Stored items

——

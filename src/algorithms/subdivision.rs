//! Value-driven refinement of a rectangle partition.
//!
//! Tiles whose four corners map to the same value are kept whole. The others
//! are cut in halves or quarters until they are uniform or too small to be
//! cut, which localizes value boundaries without sampling every point of the
//! plane.

use super::divide_into_rectangles;
use super::Error;
use crate::geometry::cmp_top_left;
use crate::geometry::Point;
use crate::geometry::Rectangle;
use std::collections::hash_map;
use std::collections::HashMap;
use std::hash::Hash;

/// Values sampled by the subdivision, by point.
///
/// Every point is sampled at most once.
#[derive(Clone, Debug)]
pub struct ValueCache<V> {
    values: HashMap<Point, V>,
}

impl<V> Default for ValueCache<V> {
    fn default() -> Self {
        Self {
            values: HashMap::new(),
        }
    }
}

impl<V> ValueCache<V> {
    pub fn get(&self, p: Point) -> Option<&V> {
        self.values.get(&p)
    }

    pub fn len(&self) -> usize {
        self.values.len()
    }

    pub fn is_empty(&self) -> bool {
        self.values.is_empty()
    }

    pub fn iter(&self) -> impl Iterator<Item = (Point, &V)> + '_ {
        self.values.iter().map(|(p, v)| (*p, v))
    }

    fn sample(&mut self, p: Point, value_at: &mut impl FnMut(Point) -> V) {
        if let hash_map::Entry::Vacant(entry) = self.values.entry(p) {
            entry.insert(value_at(p));
        }
    }
}

/// Picks the value of a tile whose corners disagree but that is too small to
/// be cut further.
///
/// Returning `None` drops the tile from the output.
pub trait UnderMinDistance<V> {
    /// `values` holds at least the four corners of `tile`.
    fn value_of(&self, tile: &Rectangle, values: &ValueCache<V>) -> Option<V>;
}

impl<V, F> UnderMinDistance<V> for F
where
    F: Fn(&Rectangle, &ValueCache<V>) -> Option<V>,
{
    fn value_of(&self, tile: &Rectangle, values: &ValueCache<V>) -> Option<V> {
        self(tile, values)
    }
}

/// Gives small tiles the value of their top-left corner.
#[derive(Clone, Copy, Debug, Default)]
pub struct TopLeftValue;

impl<V: Clone> UnderMinDistance<V> for TopLeftValue {
    fn value_of(&self, tile: &Rectangle, values: &ValueCache<V>) -> Option<V> {
        values.get(tile.top_left()).cloned()
    }
}

/// Output of [Subdivision::rectangles_by_value].
#[derive(Clone, Debug)]
pub struct RectanglesByValue<V> {
    /// Uniform tiles, grouped by value and sorted from the top-left corner of
    /// the seeds' bounding box.
    pub rectangles: HashMap<V, Vec<Rectangle>>,

    /// Every sampled value.
    pub values: ValueCache<V>,

    /// Number of tiles dropped because no value could be picked for them.
    pub discarded: usize,
}

/// Settings of the value-driven subdivision.
///
/// # Example
///
/// ```rust
/// use rectiles::Point;
/// use rectiles::Rectangle;
/// use rectiles::Subdivision;
///
/// let seeds = [Point::new(0.0, 0.0), Point::new(4.0, 1.0)];
/// let left_half = |p: Point| p.x < 2.0;
///
/// let result = Subdivision::default().rectangles_by_value(&seeds, left_half)?;
///
/// assert_eq!(result.rectangles[&false], [Rectangle::new(2.0, 0.0, 2.0, 1.0)]);
/// assert_eq!(
///     result.rectangles[&true],
///     [Rectangle::new(0.0, 0.0, 1.0, 1.0), Rectangle::new(1.0, 0.0, 1.0, 1.0)],
/// );
/// # Ok::<(), rectiles::Error>(())
/// ```
#[derive(Clone, Copy, Debug)]
pub struct Subdivision<R = fn(f64) -> f64, U = TopLeftValue> {
    /// Tiles are only cut along an axis if they span at least twice this
    /// length on it. Must be strictly positive.
    pub min_spacing: f64,

    /// Rounding applied to half of a tile's extent to find the cut.
    pub round: R,

    /// Policy for tiles that are too small to be cut.
    pub under_min_distance: U,
}

impl Default for Subdivision {
    fn default() -> Self {
        Self {
            min_spacing: 1.0,
            round: f64::floor,
            under_min_distance: TopLeftValue,
        }
    }
}

impl<R, U> Subdivision<R, U> {
    pub fn with_min_spacing(self, min_spacing: f64) -> Self {
        Self {
            min_spacing,
            ..self
        }
    }

    pub fn with_round<R2>(self, round: R2) -> Subdivision<R2, U> {
        Subdivision {
            min_spacing: self.min_spacing,
            round,
            under_min_distance: self.under_min_distance,
        }
    }

    pub fn with_under_min_distance<U2>(self, under_min_distance: U2) -> Subdivision<R, U2> {
        Subdivision {
            min_spacing: self.min_spacing,
            round: self.round,
            under_min_distance,
        }
    }
}

impl<R, U> Subdivision<R, U>
where
    R: Fn(f64) -> f64,
{
    /// Where to cut a tile along one axis, if it can be cut.
    fn cut(&self, start: f64, extent: f64) -> Option<f64> {
        if extent < 2.0 * self.min_spacing {
            return None;
        }
        let half = (self.round)(extent / 2.0);
        if 0.0 < half && half < extent {
            Some(start + half)
        } else {
            None
        }
    }

    /// Partitions the bounding box of `seeds` into tiles of uniform value.
    ///
    /// `value_at` must be deterministic: it is called at most once per point.
    ///
    /// # Errors
    ///
    /// - [Error::InvalidSegmentCount] if `min_spacing` is not strictly
    ///   positive,
    /// - any error of [divide_into_rectangles].
    pub fn rectangles_by_value<V, F>(
        &self,
        seeds: &[Point],
        mut value_at: F,
    ) -> Result<RectanglesByValue<V>, Error>
    where
        V: Clone + Eq + Hash,
        F: FnMut(Point) -> V,
        U: UnderMinDistance<V>,
    {
        if self.min_spacing.is_nan() || self.min_spacing <= 0.0 {
            return Err(Error::InvalidSegmentCount {
                min_spacing: self.min_spacing,
            });
        }

        let span = tracing::info_span!(
            "subdivision",
            seeds = seeds.len(),
            min_spacing = self.min_spacing,
        );
        let _enter = span.enter();

        let mut worklist = divide_into_rectangles(seeds)?;
        let origin = Rectangle::bounding(seeds)
            .map(|bbox| bbox.top_left())
            .unwrap_or_default();

        let mut values = ValueCache::default();
        let mut rectangles: HashMap<V, Vec<Rectangle>> = HashMap::new();
        let mut discarded = 0;
        let mut pass = 0;

        while !worklist.is_empty() {
            pass += 1;
            for tile in &worklist {
                for corner in tile.corners() {
                    values.sample(corner, &mut value_at);
                }
            }
            tracing::trace!(pass, tiles = worklist.len(), samples = values.len());

            let mut next = Vec::new();
            for tile in worklist {
                if let Some(value) = uniform_value(&tile, &values) {
                    rectangles.entry(value.clone()).or_default().push(tile);
                    continue;
                }

                let (l, t, r, b) = (tile.left(), tile.top(), tile.right(), tile.bottom());
                match (self.cut(l, tile.width()), self.cut(t, tile.height())) {
                    (Some(x), Some(y)) => next.extend([
                        Rectangle::from_sides(l, t, x, y),
                        Rectangle::from_sides(x, t, r, y),
                        Rectangle::from_sides(l, y, x, b),
                        Rectangle::from_sides(x, y, r, b),
                    ]),
                    (Some(x), None) => next.extend([
                        Rectangle::from_sides(l, t, x, b),
                        Rectangle::from_sides(x, t, r, b),
                    ]),
                    (None, Some(y)) => next.extend([
                        Rectangle::from_sides(l, t, r, y),
                        Rectangle::from_sides(l, y, r, b),
                    ]),
                    (None, None) => match self.under_min_distance.value_of(&tile, &values) {
                        Some(value) => rectangles.entry(value).or_default().push(tile),
                        None => discarded += 1,
                    },
                }
            }
            worklist = next;
        }

        for list in rectangles.values_mut() {
            list.sort_by(|a, b| cmp_top_left(a.top_left(), b.top_left(), origin));
        }
        tracing::debug!(
            passes = pass,
            samples = values.len(),
            groups = rectangles.len(),
            discarded,
            "subdivision done",
        );

        Ok(RectanglesByValue {
            rectangles,
            values,
            discarded,
        })
    }
}

/// The value shared by the four corners of `tile`, if any.
fn uniform_value<'v, V: PartialEq>(tile: &Rectangle, values: &'v ValueCache<V>) -> Option<&'v V> {
    let [first, rest @ ..] = tile.corners().map(|corner| values.get(corner));
    let first = first?;
    if rest.iter().all(|value| *value == Some(first)) {
        Some(first)
    } else {
        None
    }
}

——

__Exercise prompt__.
Restate the data word for word. Begin at its first line, end at the line that contains "use super::Error;", and include both.

__Solution to the exercise__.
filename src/algorithms/subdivision.rs
//! Value-driven refinement of a rectangle partition.
//!
//! Tiles whose four corners map to the same value are kept whole. The others
//! are cut in halves or quarters until they are uniform or too small to be
//! cut, which localizes value boundaries without sampling every point of the
//! plane.

use super::divide_into_rectangles;
use super::Error;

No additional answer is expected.